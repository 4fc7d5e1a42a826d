use thiserror::Error;

#[derive(Debug, Error)]
#[error(transparent)]
pub struct Error(Box<ErrorKind>);

impl Error {
    pub fn kind(&self) -> &ErrorKind {
        self.0.as_ref()
    }

    pub fn into_kind(self) -> ErrorKind {
        *self.0
    }

    pub fn invalid_arg(name: impl Into<String>, message: impl Into<String>) -> Error {
        Error(
            ErrorKind::InvalidArgument {
                name: name.into(),
                message: message.into(),
            }
            .into(),
        )
    }

    pub fn invalid_format(element: impl Into<String>, message: impl Into<String>) -> Error {
        Error(
            ErrorKind::InvalidFormat {
                element: element.into(),
                message: message.into(),
            }
            .into(),
        )
    }

    pub fn unsupported_type(type_name: impl Into<String>, column: usize, row: usize) -> Error {
        Error(
            ErrorKind::UnsupportedType {
                type_name: type_name.into(),
                column,
                row,
            }
            .into(),
        )
    }

    pub fn invalid_decimal_width(width: u8) -> Error {
        Error(ErrorKind::InvalidDecimalWidth { width }.into())
    }

    pub fn index_out_of_bounds(index: usize, len: usize) -> Error {
        Error(ErrorKind::IndexOutOfBounds { index, len }.into())
    }
}

#[derive(Debug, Error)]
pub enum ErrorKind {
    #[error("invalid argument {name}: {message}")]
    InvalidArgument { name: String, message: String },

    #[error("invalid native layout for '{element}': {message}")]
    InvalidFormat { element: String, message: String },

    #[error("unsupported column type '{type_name}' (column {column}, row {row})")]
    UnsupportedType {
        type_name: String,
        column: usize,
        row: usize,
    },

    #[error("decimal width {width} is outside the supported range [1, 38]")]
    InvalidDecimalWidth { width: u8 },

    #[error("index {index} is out of bounds for length {len}")]
    IndexOutOfBounds { index: usize, len: usize },
}

impl From<ErrorKind> for Error {
    fn from(kind: ErrorKind) -> Self {
        Error(kind.into())
    }
}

|---|

Exercise:
Each line above from the one with "pub fn invalid_format(element: impl" up to and including the one with "pub fn index_out_of_bounds(index: usize, len: usize)" must be set down exactly, and no line outside that span may appear.

Answer for the task:
    pub fn invalid_format(element: impl Into<String>, message: impl Into<String>) -> Error {
        Error(
            ErrorKind::InvalidFormat {
                element: element.into(),
                message: message.into(),
            }
            .into(),
        )
    }

    pub fn unsupported_type(type_name: impl Into<String>, column: usize, row: usize) -> Error {
        Error(
            ErrorKind::UnsupportedType {
                type_name: type_name.into(),
                column,
                row,
            }
            .into(),
        )
    }

    pub fn invalid_decimal_width(width: u8) -> Error {
        Error(ErrorKind::InvalidDecimalWidth { width }.into())
    }

    pub fn index_out_of_bounds(index: usize, len: usize) -> Error {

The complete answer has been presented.